Jack at 25
June 30, 1969
The motel sign opposite the diner was flashing VACANCIES again this morning. When Jack had stopped here for a late dinner on the way back from Kansas the previous evening, the red neon NO was lit up as well. He'd driven this road before and stayed in that nothing-special motel. Now it was a Best Western. He'd taken a booth by the window and leafed through a local newspaper left behind while he waited for his food. As he was flipping past the TV schedule his eye had been caught by the title of the movie on CBS at 9:00. Baby the Rain Must Fall starring Steve McQueen. The very moment he'd looked up and through the diner window at the motel the NO flickered off. A sign for sure. So he'd checked in, the desk clerk pleased to fill the canceled booking so quickly. He had been expecting nothing, just a night in, maybe jerking off to Steve McQueen. Which is why it had been so shocking to go from sitting on the edge of the bed staring at the television to seeing the fire and himself pacing in the twilight, waiting for Ennis.

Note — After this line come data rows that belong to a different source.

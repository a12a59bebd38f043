use serde::Serialize;

use crate::domain::category::Category;
use crate::tree::TreeRow;

/// Row of the categories management table.
#[derive(Debug, Clone, Serialize, PartialEq)]
#[serde(rename_all = "camelCase")]
pub struct CategoryDto {
    pub id: i32,
    pub name: String,
    pub description: Option<String>,
    pub parent_id: Option<i32>,
    /// Resolved display name of the parent, when it exists in the list.
    pub parent_name: Option<String>,
    pub deleted: bool,
}

impl CategoryDto {
    /// Builds the row, resolving the parent name against the full list.
    pub fn from_category(category: &Category, all: &[Category]) -> Self {
        let parent_id = category.parent_refs().next();
        let parent_name = parent_id.and_then(|pid| {
            all.iter()
                .find(|c| c.id == pid)
                .map(|c| c.name.as_str().to_string())
        });
        Self {
            id: category.id.get(),
            name: category.name.as_str().to_string(),
            description: category.description.clone(),
            parent_id: parent_id.map(|id| id.get()),
            parent_name,
            deleted: category.is_deleted(),
        }
    }
}

/// One checkbox row of the nested category selector.
#[derive(Debug, Clone, Serialize, PartialEq)]
#[serde(rename_all = "camelCase")]
pub struct CategoryTreeRowDto {
    pub id: i32,
    pub name: String,
    pub depth: usize,
    pub checked: bool,
}

impl From<&TreeRow<'_>> for CategoryTreeRowDto {
    fn from(row: &TreeRow<'_>) -> Self {
        Self {
            id: row.category.id.get(),
            name: row.category.name.as_str().to_string(),
            depth: row.depth,
            checked: row.checked,
        }
    }
}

Now he was back in that same booth looking out at the heat-blasted plain beyond the motel. LD had sent him on the road again but Jack didn't mind. Lately Lureen's mother had been hinting around that she would like another grandchild, preferably a girl, as if one could be served up like a plate of beans. Ennis had once told him that with the second baby the work more than doubled. Jack had passed this insight on to Lureen who agreed that she'd heard each additional kid increased the load "exponentially." Whatever that meant — sounded like big numbers, which she would know about. Not a single thing about the whole prospect appealed to him. As far as Jack was concerned, one was enough.
He turned back to the Dallas Morning News as the waitress breezed past his booth, topping up his coffee by an inch with hardly a pause in her step. On the very bottom of page 10, in the left corner in the Other News box, he spotted the tiny, black headline. NY Queers Riot. The gulp of coffee burned his throat and he coughed while glancing around to see if anyone in the diner was watching him, as if they could tell which article he was reading. Christ, am I turning into Ennis? He turned back to the paper, setting the heavy white mug down on the newsprint just above the two column inches, and bent his head close to the Formica top to read the paragraph.
Like putting his eye to a chink in a stone wall and seeing a world he'd never imagined existed.